____ Information

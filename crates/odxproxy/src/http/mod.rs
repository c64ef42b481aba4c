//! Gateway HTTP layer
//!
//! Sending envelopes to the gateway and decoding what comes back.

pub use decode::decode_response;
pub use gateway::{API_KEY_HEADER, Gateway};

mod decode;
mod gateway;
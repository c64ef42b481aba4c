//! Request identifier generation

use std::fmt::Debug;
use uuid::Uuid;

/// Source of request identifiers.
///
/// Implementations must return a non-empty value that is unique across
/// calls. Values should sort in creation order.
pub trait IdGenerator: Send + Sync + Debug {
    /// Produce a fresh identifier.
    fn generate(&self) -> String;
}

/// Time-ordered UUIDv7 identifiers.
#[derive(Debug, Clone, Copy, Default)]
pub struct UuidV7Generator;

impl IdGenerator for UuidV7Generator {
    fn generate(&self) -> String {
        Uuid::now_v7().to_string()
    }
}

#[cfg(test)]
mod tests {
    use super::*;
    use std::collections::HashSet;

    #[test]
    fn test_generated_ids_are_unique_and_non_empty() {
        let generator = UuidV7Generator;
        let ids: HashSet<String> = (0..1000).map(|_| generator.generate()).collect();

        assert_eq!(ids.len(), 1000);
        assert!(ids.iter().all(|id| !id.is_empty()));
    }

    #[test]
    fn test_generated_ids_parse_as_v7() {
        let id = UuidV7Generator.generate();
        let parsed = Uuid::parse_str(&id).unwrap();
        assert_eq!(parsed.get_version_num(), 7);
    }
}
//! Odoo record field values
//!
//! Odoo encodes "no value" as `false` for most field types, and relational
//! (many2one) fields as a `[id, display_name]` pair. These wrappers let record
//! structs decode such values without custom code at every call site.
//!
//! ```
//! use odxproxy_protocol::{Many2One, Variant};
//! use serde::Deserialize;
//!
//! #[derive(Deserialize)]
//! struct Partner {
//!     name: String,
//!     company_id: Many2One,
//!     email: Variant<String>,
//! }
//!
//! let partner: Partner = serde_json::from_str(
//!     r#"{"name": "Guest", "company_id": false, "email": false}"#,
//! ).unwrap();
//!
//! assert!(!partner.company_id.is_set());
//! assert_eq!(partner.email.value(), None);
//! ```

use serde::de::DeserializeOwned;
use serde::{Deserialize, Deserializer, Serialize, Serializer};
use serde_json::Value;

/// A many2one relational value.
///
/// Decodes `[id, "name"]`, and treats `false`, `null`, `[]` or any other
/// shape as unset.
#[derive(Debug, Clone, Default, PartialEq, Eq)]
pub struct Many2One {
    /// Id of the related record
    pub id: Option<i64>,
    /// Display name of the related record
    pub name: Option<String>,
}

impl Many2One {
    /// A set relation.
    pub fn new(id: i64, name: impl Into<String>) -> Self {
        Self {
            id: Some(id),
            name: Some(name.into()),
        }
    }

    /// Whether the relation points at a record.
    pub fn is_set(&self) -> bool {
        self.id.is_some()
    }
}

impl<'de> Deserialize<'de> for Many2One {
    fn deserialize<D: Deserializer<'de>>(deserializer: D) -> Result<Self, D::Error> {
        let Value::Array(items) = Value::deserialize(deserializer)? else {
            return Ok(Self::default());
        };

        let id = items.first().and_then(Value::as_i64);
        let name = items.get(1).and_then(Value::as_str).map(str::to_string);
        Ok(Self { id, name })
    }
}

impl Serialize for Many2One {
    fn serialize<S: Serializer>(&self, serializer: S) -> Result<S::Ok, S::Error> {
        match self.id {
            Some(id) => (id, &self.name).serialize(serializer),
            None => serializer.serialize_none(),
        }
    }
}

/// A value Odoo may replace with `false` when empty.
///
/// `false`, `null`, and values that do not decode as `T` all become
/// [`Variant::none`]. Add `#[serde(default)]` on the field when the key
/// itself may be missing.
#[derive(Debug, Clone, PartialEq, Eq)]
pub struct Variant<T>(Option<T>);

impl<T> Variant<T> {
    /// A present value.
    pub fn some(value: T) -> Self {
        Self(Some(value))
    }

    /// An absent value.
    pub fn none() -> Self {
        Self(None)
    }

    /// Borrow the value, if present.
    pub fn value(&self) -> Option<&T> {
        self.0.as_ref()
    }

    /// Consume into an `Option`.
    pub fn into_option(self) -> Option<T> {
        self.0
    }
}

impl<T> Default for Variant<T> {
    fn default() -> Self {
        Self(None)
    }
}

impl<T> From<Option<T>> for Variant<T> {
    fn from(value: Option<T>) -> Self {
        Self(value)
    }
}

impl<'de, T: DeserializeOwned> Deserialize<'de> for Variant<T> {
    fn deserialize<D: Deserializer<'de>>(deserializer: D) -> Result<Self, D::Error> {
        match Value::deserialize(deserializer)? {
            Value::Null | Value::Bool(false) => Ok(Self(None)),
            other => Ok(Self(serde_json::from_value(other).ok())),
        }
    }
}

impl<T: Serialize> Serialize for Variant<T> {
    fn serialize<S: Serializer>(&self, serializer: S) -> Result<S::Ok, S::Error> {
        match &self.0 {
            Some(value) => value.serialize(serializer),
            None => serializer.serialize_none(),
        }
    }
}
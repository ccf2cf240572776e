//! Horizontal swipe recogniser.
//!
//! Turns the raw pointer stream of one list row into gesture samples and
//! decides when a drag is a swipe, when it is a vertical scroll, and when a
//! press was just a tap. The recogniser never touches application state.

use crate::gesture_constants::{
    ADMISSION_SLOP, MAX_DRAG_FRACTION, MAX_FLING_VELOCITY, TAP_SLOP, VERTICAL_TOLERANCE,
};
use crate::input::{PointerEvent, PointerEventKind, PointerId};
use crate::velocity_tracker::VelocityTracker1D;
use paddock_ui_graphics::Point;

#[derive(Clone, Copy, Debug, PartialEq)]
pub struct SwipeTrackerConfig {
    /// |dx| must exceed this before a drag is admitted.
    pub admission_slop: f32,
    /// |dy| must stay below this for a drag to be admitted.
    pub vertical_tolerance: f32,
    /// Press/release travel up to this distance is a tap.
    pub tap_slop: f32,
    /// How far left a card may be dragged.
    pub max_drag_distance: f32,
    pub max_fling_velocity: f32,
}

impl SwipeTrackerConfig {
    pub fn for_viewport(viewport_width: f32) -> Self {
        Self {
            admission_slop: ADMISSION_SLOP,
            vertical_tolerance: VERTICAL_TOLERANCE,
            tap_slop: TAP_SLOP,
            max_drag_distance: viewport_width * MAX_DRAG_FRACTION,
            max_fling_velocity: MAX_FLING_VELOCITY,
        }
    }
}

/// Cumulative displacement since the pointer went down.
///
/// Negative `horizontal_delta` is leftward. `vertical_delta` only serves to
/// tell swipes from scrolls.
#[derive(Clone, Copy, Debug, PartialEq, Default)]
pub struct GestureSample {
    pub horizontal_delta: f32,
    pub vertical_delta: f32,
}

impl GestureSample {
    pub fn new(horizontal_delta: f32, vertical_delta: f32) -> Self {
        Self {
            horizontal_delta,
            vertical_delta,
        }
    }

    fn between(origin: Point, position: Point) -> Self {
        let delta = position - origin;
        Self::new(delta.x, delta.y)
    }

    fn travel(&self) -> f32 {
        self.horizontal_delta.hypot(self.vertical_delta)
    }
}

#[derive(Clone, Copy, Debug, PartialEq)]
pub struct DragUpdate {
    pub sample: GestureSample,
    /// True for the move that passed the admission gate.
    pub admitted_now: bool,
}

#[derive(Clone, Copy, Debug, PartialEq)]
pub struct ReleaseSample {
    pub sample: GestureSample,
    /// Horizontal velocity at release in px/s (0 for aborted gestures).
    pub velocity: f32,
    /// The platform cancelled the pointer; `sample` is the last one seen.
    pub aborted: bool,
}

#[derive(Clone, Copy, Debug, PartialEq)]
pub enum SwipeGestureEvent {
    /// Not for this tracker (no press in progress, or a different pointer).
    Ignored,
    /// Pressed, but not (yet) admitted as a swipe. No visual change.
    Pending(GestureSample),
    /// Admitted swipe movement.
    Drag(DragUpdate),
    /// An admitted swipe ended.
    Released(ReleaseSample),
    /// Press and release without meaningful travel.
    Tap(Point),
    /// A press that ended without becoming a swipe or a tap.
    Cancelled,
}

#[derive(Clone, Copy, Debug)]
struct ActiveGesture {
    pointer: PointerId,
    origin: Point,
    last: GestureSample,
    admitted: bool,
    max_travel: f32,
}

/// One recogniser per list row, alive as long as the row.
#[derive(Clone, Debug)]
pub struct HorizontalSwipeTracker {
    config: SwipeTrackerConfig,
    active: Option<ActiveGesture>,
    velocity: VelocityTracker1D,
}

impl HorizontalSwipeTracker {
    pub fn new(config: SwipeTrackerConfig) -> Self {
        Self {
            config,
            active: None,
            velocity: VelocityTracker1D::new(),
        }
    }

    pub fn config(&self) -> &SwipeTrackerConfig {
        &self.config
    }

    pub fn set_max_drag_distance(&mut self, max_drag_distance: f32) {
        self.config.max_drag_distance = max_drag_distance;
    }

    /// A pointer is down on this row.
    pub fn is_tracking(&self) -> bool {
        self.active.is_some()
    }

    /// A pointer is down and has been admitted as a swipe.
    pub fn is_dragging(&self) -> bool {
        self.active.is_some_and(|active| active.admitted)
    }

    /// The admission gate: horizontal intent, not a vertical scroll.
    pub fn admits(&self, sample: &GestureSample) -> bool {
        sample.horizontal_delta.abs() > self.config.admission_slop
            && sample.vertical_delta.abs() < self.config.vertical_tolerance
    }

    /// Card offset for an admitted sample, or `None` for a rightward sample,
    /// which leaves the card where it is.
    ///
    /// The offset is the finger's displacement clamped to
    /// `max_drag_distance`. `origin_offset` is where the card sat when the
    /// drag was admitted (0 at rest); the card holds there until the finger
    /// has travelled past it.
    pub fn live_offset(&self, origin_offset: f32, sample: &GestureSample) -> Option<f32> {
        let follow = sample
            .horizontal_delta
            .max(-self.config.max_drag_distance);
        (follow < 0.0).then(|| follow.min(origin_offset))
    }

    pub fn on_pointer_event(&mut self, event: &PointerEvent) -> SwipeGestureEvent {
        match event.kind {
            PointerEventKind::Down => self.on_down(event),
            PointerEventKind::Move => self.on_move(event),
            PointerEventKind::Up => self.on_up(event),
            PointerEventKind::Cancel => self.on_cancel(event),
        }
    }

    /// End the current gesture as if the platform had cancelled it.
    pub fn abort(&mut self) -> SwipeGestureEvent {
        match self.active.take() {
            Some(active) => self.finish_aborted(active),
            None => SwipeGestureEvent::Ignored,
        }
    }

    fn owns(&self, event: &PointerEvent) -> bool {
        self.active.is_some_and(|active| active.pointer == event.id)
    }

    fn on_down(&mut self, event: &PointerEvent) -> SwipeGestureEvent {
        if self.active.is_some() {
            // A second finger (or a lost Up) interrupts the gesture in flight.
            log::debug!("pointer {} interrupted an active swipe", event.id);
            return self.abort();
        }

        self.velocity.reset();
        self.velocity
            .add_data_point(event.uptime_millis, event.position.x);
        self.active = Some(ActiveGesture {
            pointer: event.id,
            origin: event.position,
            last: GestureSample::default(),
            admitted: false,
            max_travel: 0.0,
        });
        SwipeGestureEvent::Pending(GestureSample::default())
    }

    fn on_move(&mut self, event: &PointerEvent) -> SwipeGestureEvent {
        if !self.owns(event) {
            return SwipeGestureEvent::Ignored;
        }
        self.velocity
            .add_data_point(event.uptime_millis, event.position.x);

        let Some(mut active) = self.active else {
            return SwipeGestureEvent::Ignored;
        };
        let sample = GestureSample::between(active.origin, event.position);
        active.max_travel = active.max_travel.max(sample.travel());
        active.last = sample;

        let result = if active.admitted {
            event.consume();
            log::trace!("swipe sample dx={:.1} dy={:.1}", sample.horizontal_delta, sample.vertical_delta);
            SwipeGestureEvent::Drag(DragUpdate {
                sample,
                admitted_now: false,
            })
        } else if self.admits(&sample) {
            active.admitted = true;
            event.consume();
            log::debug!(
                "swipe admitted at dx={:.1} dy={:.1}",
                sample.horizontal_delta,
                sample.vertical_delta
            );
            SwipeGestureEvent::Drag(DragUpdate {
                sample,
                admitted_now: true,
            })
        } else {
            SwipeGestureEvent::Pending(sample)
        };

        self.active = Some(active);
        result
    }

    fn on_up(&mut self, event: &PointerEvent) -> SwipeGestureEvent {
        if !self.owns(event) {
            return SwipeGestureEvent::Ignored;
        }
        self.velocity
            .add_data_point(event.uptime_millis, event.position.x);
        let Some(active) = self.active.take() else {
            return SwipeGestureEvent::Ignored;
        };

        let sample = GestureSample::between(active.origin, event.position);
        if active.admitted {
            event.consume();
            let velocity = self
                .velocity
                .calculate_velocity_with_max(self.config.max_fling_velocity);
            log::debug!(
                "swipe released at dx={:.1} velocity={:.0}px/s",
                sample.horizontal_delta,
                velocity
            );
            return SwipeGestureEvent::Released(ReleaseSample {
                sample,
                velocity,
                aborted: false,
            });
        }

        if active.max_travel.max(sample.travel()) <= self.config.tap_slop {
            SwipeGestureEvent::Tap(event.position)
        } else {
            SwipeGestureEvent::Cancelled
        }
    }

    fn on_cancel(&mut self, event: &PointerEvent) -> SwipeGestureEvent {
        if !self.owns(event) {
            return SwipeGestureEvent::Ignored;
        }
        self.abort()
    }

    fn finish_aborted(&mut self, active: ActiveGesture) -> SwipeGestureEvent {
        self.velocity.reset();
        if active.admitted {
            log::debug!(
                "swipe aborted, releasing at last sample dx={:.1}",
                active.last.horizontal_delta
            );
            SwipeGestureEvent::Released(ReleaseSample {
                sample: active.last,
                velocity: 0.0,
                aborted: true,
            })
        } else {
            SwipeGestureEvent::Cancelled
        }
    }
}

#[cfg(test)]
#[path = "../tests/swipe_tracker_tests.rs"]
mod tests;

________

Show the lines above with "derive".

#[derive(Debug, Clone, Copy, Default)]
//! #[derive(Deserialize)]
#[derive(Debug, Clone, Default, PartialEq, Eq)]
#[derive(Debug, Clone, PartialEq, Eq)]
#[derive(Clone, Copy, Debug, PartialEq)]
#[derive(Clone, Copy, Debug, PartialEq, Default)]
#[derive(Clone, Copy, Debug, PartialEq)]
#[derive(Clone, Copy, Debug, PartialEq)]
#[derive(Clone, Copy, Debug, PartialEq)]
#[derive(Clone, Copy, Debug)]
#[derive(Clone, Debug)]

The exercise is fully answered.